Among the lines below, copy each one in which "Added" appears.
[Start of section]
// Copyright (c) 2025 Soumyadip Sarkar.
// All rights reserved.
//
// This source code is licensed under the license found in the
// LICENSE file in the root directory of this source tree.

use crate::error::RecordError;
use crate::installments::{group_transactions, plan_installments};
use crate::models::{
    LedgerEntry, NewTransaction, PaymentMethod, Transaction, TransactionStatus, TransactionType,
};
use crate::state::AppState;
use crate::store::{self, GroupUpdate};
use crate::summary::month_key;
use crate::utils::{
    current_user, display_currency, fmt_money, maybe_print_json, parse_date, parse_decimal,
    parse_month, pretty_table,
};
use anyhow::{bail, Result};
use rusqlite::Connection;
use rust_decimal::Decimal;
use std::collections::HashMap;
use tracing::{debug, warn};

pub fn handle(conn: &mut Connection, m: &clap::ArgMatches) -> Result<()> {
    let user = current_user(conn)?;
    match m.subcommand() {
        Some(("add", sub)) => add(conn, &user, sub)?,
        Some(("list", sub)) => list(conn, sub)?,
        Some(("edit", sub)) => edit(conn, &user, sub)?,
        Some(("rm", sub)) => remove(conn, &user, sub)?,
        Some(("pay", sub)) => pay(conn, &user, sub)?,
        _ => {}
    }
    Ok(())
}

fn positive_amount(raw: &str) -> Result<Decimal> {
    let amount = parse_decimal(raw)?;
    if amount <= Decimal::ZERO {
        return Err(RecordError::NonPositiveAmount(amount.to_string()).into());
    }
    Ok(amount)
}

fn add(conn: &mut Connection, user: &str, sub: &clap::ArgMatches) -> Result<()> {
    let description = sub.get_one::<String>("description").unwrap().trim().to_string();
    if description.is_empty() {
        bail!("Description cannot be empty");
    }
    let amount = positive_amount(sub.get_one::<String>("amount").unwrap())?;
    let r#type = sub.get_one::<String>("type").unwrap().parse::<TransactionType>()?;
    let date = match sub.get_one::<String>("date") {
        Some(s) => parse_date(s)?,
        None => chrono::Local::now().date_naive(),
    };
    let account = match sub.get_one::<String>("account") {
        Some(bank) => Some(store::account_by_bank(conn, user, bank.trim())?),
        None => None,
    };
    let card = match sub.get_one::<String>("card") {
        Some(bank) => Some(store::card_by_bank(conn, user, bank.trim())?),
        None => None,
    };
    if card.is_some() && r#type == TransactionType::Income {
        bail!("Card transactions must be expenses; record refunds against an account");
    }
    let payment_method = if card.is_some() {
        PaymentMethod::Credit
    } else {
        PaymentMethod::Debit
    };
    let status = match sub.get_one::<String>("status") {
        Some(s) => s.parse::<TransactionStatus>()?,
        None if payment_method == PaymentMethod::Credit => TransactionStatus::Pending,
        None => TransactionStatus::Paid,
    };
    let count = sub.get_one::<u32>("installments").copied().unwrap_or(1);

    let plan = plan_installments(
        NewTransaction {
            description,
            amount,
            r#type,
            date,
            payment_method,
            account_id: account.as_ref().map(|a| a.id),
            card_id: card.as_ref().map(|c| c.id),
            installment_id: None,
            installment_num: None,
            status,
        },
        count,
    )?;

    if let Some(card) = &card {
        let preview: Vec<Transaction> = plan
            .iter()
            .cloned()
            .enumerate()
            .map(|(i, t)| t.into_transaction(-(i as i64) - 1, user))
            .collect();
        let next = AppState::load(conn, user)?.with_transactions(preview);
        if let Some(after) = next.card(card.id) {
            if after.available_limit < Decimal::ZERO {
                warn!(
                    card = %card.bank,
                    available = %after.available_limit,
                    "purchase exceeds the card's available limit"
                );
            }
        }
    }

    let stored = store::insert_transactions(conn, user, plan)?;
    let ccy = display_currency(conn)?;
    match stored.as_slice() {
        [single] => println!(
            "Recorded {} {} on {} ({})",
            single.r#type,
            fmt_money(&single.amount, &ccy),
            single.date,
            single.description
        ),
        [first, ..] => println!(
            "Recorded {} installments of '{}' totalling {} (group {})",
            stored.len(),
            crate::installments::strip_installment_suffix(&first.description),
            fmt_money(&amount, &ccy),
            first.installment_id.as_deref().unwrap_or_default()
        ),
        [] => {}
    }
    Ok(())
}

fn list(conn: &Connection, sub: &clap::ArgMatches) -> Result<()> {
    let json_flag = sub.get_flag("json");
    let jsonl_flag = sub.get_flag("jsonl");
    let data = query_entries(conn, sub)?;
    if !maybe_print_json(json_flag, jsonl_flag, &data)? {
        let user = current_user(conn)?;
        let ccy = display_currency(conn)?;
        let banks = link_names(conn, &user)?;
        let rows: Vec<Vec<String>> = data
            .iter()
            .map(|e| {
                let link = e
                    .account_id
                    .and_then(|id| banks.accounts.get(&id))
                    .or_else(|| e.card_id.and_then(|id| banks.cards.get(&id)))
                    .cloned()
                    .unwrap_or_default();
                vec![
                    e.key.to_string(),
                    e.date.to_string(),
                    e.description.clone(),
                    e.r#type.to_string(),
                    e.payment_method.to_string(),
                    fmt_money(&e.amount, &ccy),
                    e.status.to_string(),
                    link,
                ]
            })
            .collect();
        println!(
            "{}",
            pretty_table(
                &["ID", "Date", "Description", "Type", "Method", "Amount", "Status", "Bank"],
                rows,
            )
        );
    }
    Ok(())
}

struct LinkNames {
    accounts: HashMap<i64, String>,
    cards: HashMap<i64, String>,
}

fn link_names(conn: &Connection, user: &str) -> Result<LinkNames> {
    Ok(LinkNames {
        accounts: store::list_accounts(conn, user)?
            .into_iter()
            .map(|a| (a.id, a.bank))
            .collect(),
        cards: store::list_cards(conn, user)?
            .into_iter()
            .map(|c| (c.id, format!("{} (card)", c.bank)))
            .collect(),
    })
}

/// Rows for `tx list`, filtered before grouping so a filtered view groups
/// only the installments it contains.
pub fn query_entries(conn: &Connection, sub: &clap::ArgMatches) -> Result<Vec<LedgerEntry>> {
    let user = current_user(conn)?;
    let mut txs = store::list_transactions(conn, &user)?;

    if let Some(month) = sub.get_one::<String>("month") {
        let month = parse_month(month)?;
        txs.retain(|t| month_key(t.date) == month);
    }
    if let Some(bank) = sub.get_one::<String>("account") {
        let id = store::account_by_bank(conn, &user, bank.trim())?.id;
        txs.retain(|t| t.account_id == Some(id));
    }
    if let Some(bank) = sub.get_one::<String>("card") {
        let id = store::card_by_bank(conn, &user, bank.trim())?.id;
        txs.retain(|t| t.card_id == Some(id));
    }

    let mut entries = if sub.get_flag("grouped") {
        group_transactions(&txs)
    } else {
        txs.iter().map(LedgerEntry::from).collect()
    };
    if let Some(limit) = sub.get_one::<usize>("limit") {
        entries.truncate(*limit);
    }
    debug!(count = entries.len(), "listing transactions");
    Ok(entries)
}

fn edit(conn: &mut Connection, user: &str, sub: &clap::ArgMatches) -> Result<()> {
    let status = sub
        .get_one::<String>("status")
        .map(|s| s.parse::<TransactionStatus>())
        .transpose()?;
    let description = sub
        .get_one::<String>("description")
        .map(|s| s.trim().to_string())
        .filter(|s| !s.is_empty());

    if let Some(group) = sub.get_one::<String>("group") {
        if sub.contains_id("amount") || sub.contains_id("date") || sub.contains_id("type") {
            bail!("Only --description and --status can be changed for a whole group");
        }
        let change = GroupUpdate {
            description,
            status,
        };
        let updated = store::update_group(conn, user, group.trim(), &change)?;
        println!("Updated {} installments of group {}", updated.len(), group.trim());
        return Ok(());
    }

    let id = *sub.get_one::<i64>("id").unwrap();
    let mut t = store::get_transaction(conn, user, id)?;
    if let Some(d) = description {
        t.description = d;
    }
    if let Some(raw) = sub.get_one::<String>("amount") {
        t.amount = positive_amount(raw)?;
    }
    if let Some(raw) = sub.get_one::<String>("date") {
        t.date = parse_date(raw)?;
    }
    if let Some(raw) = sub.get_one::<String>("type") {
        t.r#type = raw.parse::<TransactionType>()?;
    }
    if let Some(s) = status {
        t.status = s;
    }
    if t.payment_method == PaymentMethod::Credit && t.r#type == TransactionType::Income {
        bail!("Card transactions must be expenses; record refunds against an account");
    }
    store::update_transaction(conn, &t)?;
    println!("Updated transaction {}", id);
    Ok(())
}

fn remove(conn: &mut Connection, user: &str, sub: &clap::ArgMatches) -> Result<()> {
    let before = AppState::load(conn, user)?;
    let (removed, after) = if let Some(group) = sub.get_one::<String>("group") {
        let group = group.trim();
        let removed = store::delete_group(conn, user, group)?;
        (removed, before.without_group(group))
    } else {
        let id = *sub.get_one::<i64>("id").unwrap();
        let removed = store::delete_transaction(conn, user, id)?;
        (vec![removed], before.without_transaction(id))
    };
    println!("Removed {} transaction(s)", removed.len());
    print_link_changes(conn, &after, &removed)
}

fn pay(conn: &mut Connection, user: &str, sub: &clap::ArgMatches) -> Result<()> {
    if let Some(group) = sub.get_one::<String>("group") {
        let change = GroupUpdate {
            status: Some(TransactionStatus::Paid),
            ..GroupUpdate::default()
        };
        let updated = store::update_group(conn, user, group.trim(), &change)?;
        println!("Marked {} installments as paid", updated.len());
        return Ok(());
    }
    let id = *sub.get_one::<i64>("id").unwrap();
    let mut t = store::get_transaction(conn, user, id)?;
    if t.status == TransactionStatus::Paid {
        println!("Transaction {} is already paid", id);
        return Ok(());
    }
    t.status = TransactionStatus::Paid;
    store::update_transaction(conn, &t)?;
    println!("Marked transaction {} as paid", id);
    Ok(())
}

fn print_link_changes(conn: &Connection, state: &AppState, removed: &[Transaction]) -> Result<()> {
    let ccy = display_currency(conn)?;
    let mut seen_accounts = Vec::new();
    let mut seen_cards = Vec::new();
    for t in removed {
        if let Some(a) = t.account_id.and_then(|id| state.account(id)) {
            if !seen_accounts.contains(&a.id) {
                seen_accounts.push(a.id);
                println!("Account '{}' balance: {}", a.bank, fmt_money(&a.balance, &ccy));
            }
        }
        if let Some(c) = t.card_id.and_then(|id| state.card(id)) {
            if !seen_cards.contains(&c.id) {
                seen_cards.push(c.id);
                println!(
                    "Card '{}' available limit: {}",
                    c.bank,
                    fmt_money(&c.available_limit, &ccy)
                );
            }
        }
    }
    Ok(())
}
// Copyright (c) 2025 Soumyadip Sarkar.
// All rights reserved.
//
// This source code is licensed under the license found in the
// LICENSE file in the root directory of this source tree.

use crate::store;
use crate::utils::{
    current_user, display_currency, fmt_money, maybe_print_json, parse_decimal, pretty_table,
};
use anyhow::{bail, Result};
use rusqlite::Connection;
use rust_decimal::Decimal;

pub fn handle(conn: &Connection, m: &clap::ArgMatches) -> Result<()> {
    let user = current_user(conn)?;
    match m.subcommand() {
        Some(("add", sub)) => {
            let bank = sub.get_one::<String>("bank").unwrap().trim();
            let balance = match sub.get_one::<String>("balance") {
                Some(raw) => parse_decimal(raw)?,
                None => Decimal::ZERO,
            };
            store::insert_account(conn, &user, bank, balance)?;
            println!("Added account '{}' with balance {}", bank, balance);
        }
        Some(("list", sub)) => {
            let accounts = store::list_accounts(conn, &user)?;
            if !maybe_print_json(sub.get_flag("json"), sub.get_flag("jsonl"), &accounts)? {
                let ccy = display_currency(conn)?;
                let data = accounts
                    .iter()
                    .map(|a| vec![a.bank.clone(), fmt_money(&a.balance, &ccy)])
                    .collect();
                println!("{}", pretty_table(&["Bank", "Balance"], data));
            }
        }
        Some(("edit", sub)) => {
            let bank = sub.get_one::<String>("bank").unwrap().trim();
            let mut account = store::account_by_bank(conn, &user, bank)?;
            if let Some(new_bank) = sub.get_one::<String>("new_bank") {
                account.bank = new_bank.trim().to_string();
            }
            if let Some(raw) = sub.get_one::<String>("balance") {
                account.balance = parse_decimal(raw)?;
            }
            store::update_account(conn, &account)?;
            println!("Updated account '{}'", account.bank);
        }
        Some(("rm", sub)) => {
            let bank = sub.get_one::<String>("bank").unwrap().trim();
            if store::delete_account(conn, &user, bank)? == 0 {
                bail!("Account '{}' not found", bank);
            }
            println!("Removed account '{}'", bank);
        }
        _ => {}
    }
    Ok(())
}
[End of section]
[Start of section]
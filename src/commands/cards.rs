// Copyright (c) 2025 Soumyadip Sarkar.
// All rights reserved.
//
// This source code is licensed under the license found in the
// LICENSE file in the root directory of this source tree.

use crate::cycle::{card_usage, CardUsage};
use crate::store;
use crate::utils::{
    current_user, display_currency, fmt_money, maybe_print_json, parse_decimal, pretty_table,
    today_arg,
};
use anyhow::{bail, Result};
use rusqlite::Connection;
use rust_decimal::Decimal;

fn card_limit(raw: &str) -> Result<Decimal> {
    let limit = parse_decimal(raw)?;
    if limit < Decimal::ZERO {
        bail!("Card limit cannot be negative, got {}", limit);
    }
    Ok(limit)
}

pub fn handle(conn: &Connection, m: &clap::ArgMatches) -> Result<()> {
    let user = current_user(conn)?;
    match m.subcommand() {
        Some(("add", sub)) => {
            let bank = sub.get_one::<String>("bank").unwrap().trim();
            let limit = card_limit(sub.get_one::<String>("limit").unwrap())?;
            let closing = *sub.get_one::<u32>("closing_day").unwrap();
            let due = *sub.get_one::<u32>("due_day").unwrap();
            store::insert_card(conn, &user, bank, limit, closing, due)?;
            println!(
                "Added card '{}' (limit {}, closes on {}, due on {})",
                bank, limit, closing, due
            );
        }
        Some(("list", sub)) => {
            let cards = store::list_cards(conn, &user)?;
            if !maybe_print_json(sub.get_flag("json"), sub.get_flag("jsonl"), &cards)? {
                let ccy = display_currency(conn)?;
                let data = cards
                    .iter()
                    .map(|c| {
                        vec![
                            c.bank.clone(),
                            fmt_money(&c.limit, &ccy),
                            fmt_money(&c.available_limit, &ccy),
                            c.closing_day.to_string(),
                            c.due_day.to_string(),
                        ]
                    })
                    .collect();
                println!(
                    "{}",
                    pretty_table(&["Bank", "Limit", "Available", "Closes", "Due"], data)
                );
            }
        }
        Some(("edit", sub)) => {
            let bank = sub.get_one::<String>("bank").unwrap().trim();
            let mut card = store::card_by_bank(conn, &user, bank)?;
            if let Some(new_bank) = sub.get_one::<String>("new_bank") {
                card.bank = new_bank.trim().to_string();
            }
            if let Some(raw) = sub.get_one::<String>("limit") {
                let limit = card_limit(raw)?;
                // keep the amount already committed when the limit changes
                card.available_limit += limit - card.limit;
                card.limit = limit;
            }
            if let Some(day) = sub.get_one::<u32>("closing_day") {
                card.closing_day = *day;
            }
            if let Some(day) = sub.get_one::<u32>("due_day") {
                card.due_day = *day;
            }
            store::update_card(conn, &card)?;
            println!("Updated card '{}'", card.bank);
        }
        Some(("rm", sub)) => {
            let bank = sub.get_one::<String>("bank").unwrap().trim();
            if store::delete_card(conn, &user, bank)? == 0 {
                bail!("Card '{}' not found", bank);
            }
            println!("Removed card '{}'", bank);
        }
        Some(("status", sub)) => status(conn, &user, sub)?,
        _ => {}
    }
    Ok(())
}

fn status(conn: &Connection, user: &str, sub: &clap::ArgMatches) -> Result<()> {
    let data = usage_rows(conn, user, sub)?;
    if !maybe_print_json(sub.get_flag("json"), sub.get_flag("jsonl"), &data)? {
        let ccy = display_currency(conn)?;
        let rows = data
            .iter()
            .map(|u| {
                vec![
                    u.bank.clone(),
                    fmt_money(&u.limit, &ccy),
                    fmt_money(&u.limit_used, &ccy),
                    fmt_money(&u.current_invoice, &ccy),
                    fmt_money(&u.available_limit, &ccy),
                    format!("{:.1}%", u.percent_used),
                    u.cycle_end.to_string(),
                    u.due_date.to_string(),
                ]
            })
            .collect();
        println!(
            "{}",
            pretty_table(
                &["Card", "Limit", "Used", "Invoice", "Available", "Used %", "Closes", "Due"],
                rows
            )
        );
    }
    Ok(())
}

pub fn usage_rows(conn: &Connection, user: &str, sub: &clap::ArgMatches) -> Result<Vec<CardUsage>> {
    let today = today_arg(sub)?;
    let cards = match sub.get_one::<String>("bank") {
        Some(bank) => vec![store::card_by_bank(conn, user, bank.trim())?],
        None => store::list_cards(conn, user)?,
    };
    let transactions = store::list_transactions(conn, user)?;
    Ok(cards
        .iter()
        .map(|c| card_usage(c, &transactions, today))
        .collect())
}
[End of section]
▸ The answer
            println!("Added account '{}' with balance {}", bank, balance);
                "Added card '{}' (limit {}, closes on {}, due on {})",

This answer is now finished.